1989 was a bit of a surreal year – the Berlin Wall came down, the Tiananmen Square protests gripped the world…. And a hostless Academy Awards ceremony become infamous in the annals of Hollywood history.
Just like this year, the producers of the 1989 Oscars ceremony failed to find a host for the event. This time around, the award’s producers are cutting, cutting, cutting. There won’t be any performances of the Best Original Song nominees, three categories are being relegated to commercial breaks… and the ceremony is still supposed to last over three hours. Presumably cutting the host means cutting the opening monologue, and the inane stunts in the middle of the ceremony, right? Surely that leaves time for the actual awards and the songs?
Perhaps the producers are trying to avoid a repeat of the 1989 ceremony, which was… a disaster. A total, unmitigated, humiliating disaster that I can’t believe didn’t end Rob Lowe’s career. The ceremony began with an opening number sung by Lowe and a campy, Disney-esque Snow White (Disney later sued for copyright infringement). This opening number… it’s something. Lowe and the pale princess dance and scamper about with people dressed as tables and stars. Snow White sounds more like Lina Lamont than an angelic princesses. It’s campy, but not glorious or self-aware campy. It’s just cringey. I made it to 1:19 before I had to stop the video:
It lasts eleven and a half minutes. You think it’s going to get better when Snow White leaves the stage and is replaced by couples dancing the samba, but then Merv Griffin appears, and he starts singing “I’ve Got a Lovely Bunch of Coconuts.” Then the women with huge coconut cocktails on their heads appear. And they start dancing. And there’s a sparkly cowboy? Who just seems to be chilling on the stage? The whole thing is briefly redeemed by Cyd Charisse, but then Snow White is back? And Rob Lowe is her blind date? And they sing? And the tables dance?

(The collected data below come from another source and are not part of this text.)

//! Time-bucket aggregation for charting and reports.
//!
//! Two reductions live here:
//!
//! - [`aggregate`] folds intraday samples into fixed hour-of-day buckets
//!   (fluid intake per two-hour slot).
//! - [`monthly_series`] lays day-keyed values for one calendar month out by
//!   day-of-month (the weight chart). Nothing is summed there, since a
//!   day-keyed tracker holds at most one record per date.
//!
//! Both are pure functions of their inputs.

use chrono::{Datelike, NaiveDate, Timelike};
use serde::{Deserialize, Serialize};

use crate::{
  Error, Result,
  record::Record,
  tracker::{FluidSample, WeightEntry},
};

/// Slot starts used by the fluid chart when nothing else is configured.
pub const DEFAULT_FLUID_SLOTS: [u32; 6] = [8, 10, 12, 14, 16, 18];

const HOURS_PER_DAY: u32 = 24;

// ─── Boundaries ──────────────────────────────────────────────────────────────

/// Ascending hour-of-day bucket starts.
///
/// Bucket `i` covers `[starts[i], starts[i + 1])`; the last bucket runs to
/// 24:00. Hours before the first start belong to no bucket.
#[derive(Debug, Clone, PartialEq, Eq, Serialize, Deserialize)]
#[serde(try_from = "Vec<u32>", into = "Vec<u32>")]
pub struct BucketBoundaries(Vec<u32>);

impl BucketBoundaries {
  pub fn new(starts: Vec<u32>) -> Result<Self> {
    if starts.is_empty() {
      return Err(Error::InvalidBoundaries("at least one bucket is required"));
    }
    if starts.iter().any(|&h| h >= HOURS_PER_DAY) {
      return Err(Error::InvalidBoundaries("bucket starts must be hours 0-23"));
    }
    if starts.windows(2).any(|w| w[0] >= w[1]) {
      return Err(Error::InvalidBoundaries("bucket starts must be strictly ascending"));
    }
    Ok(Self(starts))
  }

  pub fn starts(&self) -> &[u32] { &self.0 }

  /// `(start, end)` hours of bucket `index`, end exclusive.
  pub fn range(&self, index: usize) -> Option<(u32, u32)> {
    let start = *self.0.get(index)?;
    let end = self.0.get(index + 1).copied().unwrap_or(HOURS_PER_DAY);
    Some((start, end))
  }

  /// The bucket containing `hour`, if any.
  pub fn bucket_for(&self, hour: u32) -> Option<usize> {
    if hour >= HOURS_PER_DAY {
      return None;
    }
    // Number of starts <= hour; the bucket is the last of those.
    self.0.partition_point(|&start| start <= hour).checked_sub(1)
  }
}

impl Default for BucketBoundaries {
  fn default() -> Self { Self(DEFAULT_FLUID_SLOTS.to_vec()) }
}

impl TryFrom<Vec<u32>> for BucketBoundaries {
  type Error = Error;

  fn try_from(starts: Vec<u32>) -> Result<Self> { Self::new(starts) }
}

impl From<BucketBoundaries> for Vec<u32> {
  fn from(b: BucketBoundaries) -> Self { b.0 }
}

// ─── Hour buckets ────────────────────────────────────────────────────────────

/// Something with an hour of day and an amount to add up.
pub trait Sample {
  /// Local hour of day, 0-23.
  fn hour(&self) -> u32;

  /// The amount this sample contributes. Non-finite values count as zero.
  fn amount(&self) -> f64;
}

impl Sample for Record<FluidSample> {
  fn hour(&self) -> u32 { self.occurred_at.hour() }

  fn amount(&self) -> f64 { self.payload.amount }
}

/// Sum `samples` into one total per bucket, same length and order as
/// `boundaries`.
///
/// An empty input yields all zeros; callers that need to tell "no data" from
/// "everything was zero" must look at the input, or use [`DayBuckets`].
pub fn aggregate<'a, S>(
  samples: impl IntoIterator<Item = &'a S>,
  boundaries: &BucketBoundaries,
) -> Vec<f64>
where
  S: Sample + 'a,
{
  let mut per_bucket: Vec<Vec<f64>> = vec![Vec::new(); boundaries.starts().len()];

  for sample in samples {
    let amount = sample.amount();
    if !amount.is_finite() {
      continue;
    }
    if let Some(index) = boundaries.bucket_for(sample.hour()) {
      per_bucket[index].push(amount);
    }
  }

  // Floating-point addition is not associative; summing each bucket in
  // sorted order keeps the result independent of input order.
  per_bucket
    .into_iter()
    .map(|mut amounts| {
      amounts.sort_by(f64::total_cmp);
      // `Sum for f64` starts at -0.0; an empty bucket must read as 0.
      amounts.into_iter().fold(0.0, |acc, a| acc + a)
    })
    .collect()
}

/// One bucket of a [`DayBuckets`] series.
#[derive(Debug, Clone, Copy, PartialEq, Serialize, Deserialize)]
pub struct Bucket {
  pub start_hour: u32,
  pub end_hour:   u32,
  pub total:      f64,
}

/// A day's samples reduced to hour buckets, keeping the sample count so the
/// caller can distinguish an empty day from a day of zeros.
#[derive(Debug, Clone, PartialEq, Serialize, Deserialize)]
pub struct DayBuckets {
  pub date:    NaiveDate,
  pub buckets: Vec<Bucket>,
  /// Raw samples on `date` that went into the reduction.
  pub samples: usize,
}

impl DayBuckets {
  /// Aggregate the samples that fall on `date`; others are ignored.
  pub fn for_day(
    date: NaiveDate,
    samples: &[Record<FluidSample>],
    boundaries: &BucketBoundaries,
  ) -> Self {
    let on_day: Vec<&Record<FluidSample>> =
      samples.iter().filter(|s| s.occurred_at.date() == date).collect();
    let totals = aggregate(on_day.iter().copied(), boundaries);

    let buckets = totals
      .into_iter()
      .enumerate()
      .filter_map(|(i, total)| {
        let (start_hour, end_hour) = boundaries.range(i)?;
        Some(Bucket { start_hour, end_hour, total })
      })
      .collect();

    Self { date, buckets, samples: on_day.len() }
  }

  pub fn has_data(&self) -> bool { self.samples > 0 }

  pub fn totals(&self) -> Vec<f64> { self.buckets.iter().map(|b| b.total).collect() }

  pub fn day_total(&self) -> f64 { self.buckets.iter().fold(0.0, |acc, b| acc + b.total) }
}

// ─── Monthly series ──────────────────────────────────────────────────────────

/// A value pinned to a calendar date.
pub trait DailyValue {
  fn day(&self) -> NaiveDate;
  fn value(&self) -> f64;
}

impl DailyValue for Record<WeightEntry> {
  fn day(&self) -> NaiveDate { self.occurred_at }

  fn value(&self) -> f64 { self.payload.weight }
}

/// One point of a [`monthly_series`].
#[derive(Debug, Clone, Copy, PartialEq, Serialize, Deserialize)]
pub struct MonthlyPoint {
  pub date:  NaiveDate,
  /// Day of month, 1-based; the chart label.
  pub day:   u32,
  pub value: f64,
}

/// Points for every record dated in `year`-`month`, ordered by day of month.
pub fn monthly_series<'a, D>(
  records: impl IntoIterator<Item = &'a D>,
  year: i32,
  month: u32,
) -> Result<Vec<MonthlyPoint>>
where
  D: DailyValue + 'a,
{
  if NaiveDate::from_ymd_opt(year, month, 1).is_none() {
    return Err(Error::InvalidMonth { year, month });
  }

  let mut points: Vec<MonthlyPoint> = records
    .into_iter()
    .filter(|r| {
      let d = r.day();
      d.year() == year && d.month() == month
    })
    .map(|r| MonthlyPoint { date: r.day(), day: r.day().day(), value: r.value() })
    .collect();

  points.sort_by_key(|p| p.date);
  Ok(points)
}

I fast forwarded from there and briefly resumed watching when there was suddenly a kick line.
Really, it’s not good.
There’s a second musical number later in the show. Don’t subject yourself to that.

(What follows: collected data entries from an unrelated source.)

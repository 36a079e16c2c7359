//! Error type for `daybook-store-sqlite`.
//!
//! Variants fall into three groups: validation (`Core`), persistence
//! (`Database`, `RecordNotFound`, `Decode`) and the fatal `Migration`.

use daybook_core::record::RecordId;
use thiserror::Error;

#[derive(Debug, Error)]
pub enum Error {
  #[error("core error: {0}")]
  Core(#[from] daybook_core::Error),

  #[error("database error: {0}")]
  Database(#[from] tokio_rusqlite::Error),

  /// A schema step failed; the store must not be used.
  #[error("migration to schema v{version} ({description}) failed: {source}")]
  Migration {
    version:     u32,
    description: &'static str,
    source:      tokio_rusqlite::Error,
  },

  /// An edit named an id that is not in the table.
  #[error("{entity} {id} not found")]
  RecordNotFound {
    entity: &'static str,
    id:     RecordId,
  },

  #[error("cannot decode stored {column}: {message}")]
  Decode {
    column:  &'static str,
    message: String,
  },
}

impl Error {
  pub fn is_validation(&self) -> bool {
    matches!(self, Self::Core(e) if e.is_validation())
  }

  pub fn is_persistence(&self) -> bool {
    matches!(self, Self::Database(_) | Self::RecordNotFound { .. } | Self::Decode { .. })
  }

  pub fn is_migration(&self) -> bool { matches!(self, Self::Migration { .. }) }
}

pub type Result<T, E = Error> = std::result::Result<T, E>;
//! Encoding and decoding helpers between Rust domain types and the plain-text
//! representations stored in SQLite columns.
//!
//! Calendar dates are stored as `YYYY-MM-DD`, sample timestamps as local
//! `YYYY-MM-DDTHH:MM:SS`. Both sort lexically in time order, which the range
//! queries rely on.

use chrono::{NaiveDate, NaiveDateTime};
use rusqlite::types::Value;

use crate::{Error, Result};

const DAY_FORMAT: &str = "%Y-%m-%d";
const STAMP_FORMAT: &str = "%Y-%m-%dT%H:%M:%S";
/// SQLite's own `CURRENT_TIMESTAMP` shape; accepted on read.
const SQLITE_STAMP_FORMAT: &str = "%Y-%m-%d %H:%M:%S";

// ─── NaiveDate ───────────────────────────────────────────────────────────────

pub fn encode_day(d: NaiveDate) -> String { d.format(DAY_FORMAT).to_string() }

pub fn decode_day(s: &str) -> Result<NaiveDate> {
  NaiveDate::parse_from_str(s, DAY_FORMAT).map_err(|e| Error::Decode {
    column:  "day",
    message: format!("{s:?}: {e}"),
  })
}

// ─── NaiveDateTime ───────────────────────────────────────────────────────────

pub fn encode_stamp(dt: NaiveDateTime) -> String { dt.format(STAMP_FORMAT).to_string() }

pub fn decode_stamp(s: &str) -> Result<NaiveDateTime> {
  NaiveDateTime::parse_from_str(s, STAMP_FORMAT)
    .or_else(|_| NaiveDateTime::parse_from_str(s, SQLITE_STAMP_FORMAT))
    .map_err(|e| Error::Decode {
      column:  "taken_at",
      message: format!("{s:?}: {e}"),
    })
}

/// Bounds of the half-open range `[date, date + 1)` over encoded timestamps.
///
/// Bare dates are used as bounds: every stamp on `date` sorts at or after
/// `YYYY-MM-DD` and before the next day's `YYYY-MM-DD`, whichever separator
/// it uses.
pub fn day_range(date: NaiveDate) -> (String, String) {
  let end = date
    .succ_opt()
    .map(encode_day)
    // NaiveDate::MAX has no successor; nothing sorts after this.
    .unwrap_or_else(|| "\u{10FFFF}".to_owned());
  (encode_day(date), end)
}

// ─── Columns ─────────────────────────────────────────────────────────────────

/// Read a numeric column leniently, the way a form field is parsed: integers
/// and reals pass through, text is parsed, anything else is NaN. Consumers
/// treat NaN as "contributes nothing".
pub fn decode_amount(v: &Value) -> f64 {
  match v {
    Value::Integer(i) => *i as f64,
    Value::Real(r) => *r,
    Value::Text(t) => t.trim().parse().unwrap_or(f64::NAN),
    Value::Null | Value::Blob(_) => f64::NAN,
  }
}

pub fn decode_text(column: &'static str, v: &Value) -> Result<String> {
  match v {
    Value::Text(t) => Ok(t.clone()),
    other => Err(Error::Decode {
      column,
      message: format!("expected text, found {:?}", other.data_type()),
    }),
  }
}

pub fn decode_opt_text(column: &'static str, v: &Value) -> Result<Option<String>> {
  match v {
    Value::Null => Ok(None),
    other => decode_text(column, other).map(Some),
  }
}

pub fn encode_opt_text(s: &Option<String>) -> Value {
  s.as_ref().map_or(Value::Null, |s| Value::Text(s.clone()))
}

// ─── Row type ────────────────────────────────────────────────────────────────

/// A row read directly from a tracker table: the id, the raw occurrence key
/// (if the table has one), and the payload columns in declaration order.
pub struct RawRow {
  pub id:     i64,
  pub key:    Option<String>,
  pub values: Vec<Value>,
}

impl RawRow {
  pub fn read(row: &rusqlite::Row<'_>, keyed: bool, width: usize) -> rusqlite::Result<Self> {
    let id = row.get(0)?;
    let (key, offset) = if keyed { (Some(row.get(1)?), 2) } else { (None, 1) };
    let values = (offset..offset + width)
      .map(|i| row.get::<_, Value>(i))
      .collect::<rusqlite::Result<Vec<_>>>()?;
    Ok(Self { id, key, values })
  }
}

By the end of the broadcast, the show’s producer, Allan Carr, would never work in Hollywood again—even if he did draw a record number of viewers.

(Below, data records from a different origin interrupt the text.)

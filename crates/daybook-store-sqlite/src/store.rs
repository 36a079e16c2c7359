//! [`SqliteStore`], the SQLite implementation of [`RecordStore`].

use std::path::Path;

use chrono::NaiveDate;
use daybook_core::{
  record::{Draft, Keying, Record, RecordId, RecordKey},
  store::RecordStore,
  tracker::UserProfile,
};
use rusqlite::{OptionalExtension as _, types::Value};
use tracing::debug;

use crate::{
  Error, Result,
  encode::{RawRow, day_range, decode_day, encode_day},
  schema::{self, MIGRATIONS},
  table::{SqlKey, Table, decode_record},
};

// ─── Store ───────────────────────────────────────────────────────────────────

/// A daybook store backed by a single SQLite file.
///
/// Cloning is cheap; the inner connection is reference-counted. Opening a
/// store runs the schema migrator before the handle is returned, so every
/// CRUD call happens against a fully migrated schema.
#[derive(Clone)]
pub struct SqliteStore {
  conn: tokio_rusqlite::Connection,
}

impl SqliteStore {
  /// Open (or create) a store at `path` and bring its schema up to date.
  pub async fn open(path: impl AsRef<Path>) -> Result<Self> {
    let conn = tokio_rusqlite::Connection::open(path).await?;
    Self::init(conn).await
  }

  /// Open an in-memory store, mostly for tests.
  pub async fn open_in_memory() -> Result<Self> {
    let conn = tokio_rusqlite::Connection::open_in_memory().await?;
    Self::init(conn).await
  }

  async fn init(conn: tokio_rusqlite::Connection) -> Result<Self> {
    schema::configure(&conn).await?;
    let store = Self { conn };
    store.ensure_schema().await?;
    Ok(store)
  }

  /// Apply pending migrations. Idempotent; returns how many steps ran.
  pub async fn ensure_schema(&self) -> Result<u32> {
    schema::migrate(&self.conn, MIGRATIONS).await
  }

  /// The schema version persisted in the database file.
  pub async fn schema_version(&self) -> Result<u32> {
    schema::current_version(&self.conn).await
  }

  /// The most recently saved profile, if any.
  pub async fn current_profile(&self) -> Result<Option<Record<UserProfile>>> {
    let profiles = RecordStore::<UserProfile>::list_all(self).await?;
    Ok(profiles.into_iter().next_back())
  }

  async fn select<P>(&self, filter: &'static str, params: Vec<Value>) -> Result<Vec<Record<P>>>
  where
    P: Table,
    P::Key: SqlKey,
  {
    let key_col = <P::Key as SqlKey>::COLUMN;
    let width = P::COLUMNS.len();
    let order = match key_col {
      Some(col) => format!("{col}, id"),
      None => "id".to_owned(),
    };
    let sql = format!(
      "SELECT {} FROM {} {filter} ORDER BY {order}",
      select_list::<P>(),
      P::NAME,
    );

    let raws: Vec<RawRow> = self
      .conn
      .call(move |conn| {
        let mut stmt = conn.prepare(&sql)?;
        let rows = stmt
          .query_map(rusqlite::params_from_iter(params.iter()), |row| {
            RawRow::read(row, key_col.is_some(), width)
          })?
          .collect::<rusqlite::Result<Vec<_>>>()?;
        Ok(rows)
      })
      .await?;

    raws.into_iter().map(decode_record::<P>).collect()
  }
}

/// `id[, key], col1, col2, ...`: the column order [`RawRow::read`] expects.
fn select_list<P>() -> String
where
  P: Table,
  P::Key: SqlKey,
{
  let mut cols = vec!["id"];
  cols.extend(<P::Key as SqlKey>::COLUMN);
  cols.extend_from_slice(P::COLUMNS);
  cols.join(", ")
}

// ─── Save ────────────────────────────────────────────────────────────────────

enum SaveOutcome {
  Inserted(i64),
  Updated(i64),
  Missing(i64),
}

/// `UPDATE <table> SET col = ?1, ... [, key = ?n] WHERE id = ?last`, with
/// `set_key` deciding whether the occurrence column is rewritten.
fn update_sql<P>(set_key: bool) -> String
where
  P: Table,
  P::Key: SqlKey,
{
  let mut cols: Vec<&str> = P::COLUMNS.to_vec();
  if set_key {
    cols.extend(<P::Key as SqlKey>::COLUMN);
  }
  let assignments: Vec<String> = cols
    .iter()
    .enumerate()
    .map(|(i, col)| format!("{col} = ?{}", i + 1))
    .collect();
  format!(
    "UPDATE {} SET {} WHERE id = ?{}",
    P::NAME,
    assignments.join(", "),
    cols.len() + 1,
  )
}

fn insert_sql<P>() -> String
where
  P: Table,
  P::Key: SqlKey,
{
  let mut cols: Vec<&str> = P::COLUMNS.to_vec();
  cols.extend(<P::Key as SqlKey>::COLUMN);
  let placeholders: Vec<String> = (1..=cols.len()).map(|i| format!("?{i}")).collect();
  format!(
    "INSERT INTO {} ({}) VALUES ({})",
    P::NAME,
    cols.join(", "),
    placeholders.join(", "),
  )
}

// ─── RecordStore impl ────────────────────────────────────────────────────────

impl<P> RecordStore<P> for SqliteStore
where
  P: Table,
  P::Key: SqlKey,
{
  type Error = Error;

  async fn list_all(&self) -> Result<Vec<Record<P>>> { self.select::<P>("", Vec::new()).await }

  async fn find_by_date(&self, date: NaiveDate) -> Result<Vec<Record<P>>> {
    match <P::Key as RecordKey>::KEYING {
      Keying::Day => {
        self
          .select::<P>("WHERE day = ?1", vec![Value::Text(encode_day(date))])
          .await
      }
      Keying::Sample => {
        let (start, end) = day_range(date);
        self
          .select::<P>(
            "WHERE taken_at >= ?1 AND taken_at < ?2",
            vec![Value::Text(start), Value::Text(end)],
          )
          .await
      }
      Keying::Unkeyed => Ok(Vec::new()),
    }
  }

  async fn save(&self, mut draft: Draft<P>) -> Result<Record<P>> {
    draft.validate()?;

    let keying = <P::Key as RecordKey>::KEYING;
    let key = SqlKey::encode(&draft.occurred_at);
    // Commit the key as it will read back (timestamps keep whole seconds).
    draft.occurred_at = <P::Key as SqlKey>::decode(key.as_deref())?;
    let edit_id = draft.id.map(|id| id.0);

    let mut values = draft.payload.encode();
    let payload_only = values.clone();
    values.extend(key.clone().map(Value::Text));

    let update_with_key = update_sql::<P>(true);
    let update_payload = update_sql::<P>(false);
    let insert = insert_sql::<P>();
    let find_day = format!("SELECT id FROM {} WHERE day = ?1", P::NAME);

    let outcome = self
      .conn
      .call(move |conn| {
        let tx = conn.transaction()?;

        let outcome = match (edit_id, keying, key) {
          // Editing: overwrite payload and occurrence of that row.
          (Some(id), ..) => {
            let mut params = values;
            params.push(Value::Integer(id));
            let changed =
              tx.execute(&update_with_key, rusqlite::params_from_iter(params.iter()))?;
            if changed == 0 { SaveOutcome::Missing(id) } else { SaveOutcome::Updated(id) }
          }
          // Day-keyed: the record already on that date keeps its id.
          (None, Keying::Day, Some(day)) => {
            let existing: Option<i64> = tx
              .query_row(&find_day, rusqlite::params![day], |row| row.get(0))
              .optional()?;
            match existing {
              Some(id) => {
                let mut params = payload_only;
                params.push(Value::Integer(id));
                tx.execute(&update_payload, rusqlite::params_from_iter(params.iter()))?;
                SaveOutcome::Updated(id)
              }
              None => {
                tx.execute(&insert, rusqlite::params_from_iter(values.iter()))?;
                SaveOutcome::Inserted(tx.last_insert_rowid())
              }
            }
          }
          _ => {
            tx.execute(&insert, rusqlite::params_from_iter(values.iter()))?;
            SaveOutcome::Inserted(tx.last_insert_rowid())
          }
        };

        tx.commit()?;
        Ok(outcome)
      })
      .await?;

    let id = match outcome {
      SaveOutcome::Inserted(id) => {
        debug!(entity = P::ENTITY, id, "record inserted");
        id
      }
      SaveOutcome::Updated(id) => {
        debug!(entity = P::ENTITY, id, "record updated");
        id
      }
      SaveOutcome::Missing(id) => {
        return Err(Error::RecordNotFound { entity: P::ENTITY, id: RecordId(id) });
      }
    };

    Ok(draft.commit(RecordId(id)))
  }

  async fn delete_by_id(&self, id: RecordId) -> Result<bool> {
    let sql = format!("DELETE FROM {} WHERE id = ?1", P::NAME);
    let removed = self
      .conn
      .call(move |conn| Ok(conn.execute(&sql, rusqlite::params![id.0])?))
      .await?;

    debug!(entity = P::ENTITY, %id, removed, "delete by id");
    Ok(removed > 0)
  }

  async fn dates_with_records(&self) -> Result<Vec<NaiveDate>> {
    let sql = match <P::Key as SqlKey>::COLUMN {
      Some("day") => format!("SELECT DISTINCT day FROM {} ORDER BY day", P::NAME),
      Some(col) => format!(
        "SELECT DISTINCT substr({col}, 1, 10) AS d FROM {} ORDER BY d",
        P::NAME
      ),
      None => return Ok(Vec::new()),
    };

    let raws: Vec<String> = self
      .conn
      .call(move |conn| {
        let mut stmt = conn.prepare(&sql)?;
        let rows = stmt
          .query_map([], |row| row.get(0))?
          .collect::<rusqlite::Result<Vec<String>>>()?;
        Ok(rows)
      })
      .await?;

    raws.iter().map(|s| decode_day(s)).collect()
  }
}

So, what went wrong? Hollywood, and most of the viewing public, agreed that the ceremony was over the top and embarrassing. Seventeen former Oscar winners, including Julie Andrews and Gregory Peck, signed a letter condemning the ceremony as “an embarrassment to the Academy and the motion picture industry.” The denizens of a hugely popular industry gathered to celebrate another year or artistry and skill, and Allan Carr and his musical review made a mockery of everything Hollywood wanted to take pride in.
Today, the Academy is facing similar problems as it did in the lead up to the 1989 ceremony. Viewership is flagging, and valid criticisms of the Academy (such as #OscarsSoWhite), highlight that Hollywood is disconnected from the people who watch its movies. It will be interesting to see how the ceremony attempts to woo that audience back, and if they’ll repeat the same mistakes as 1989.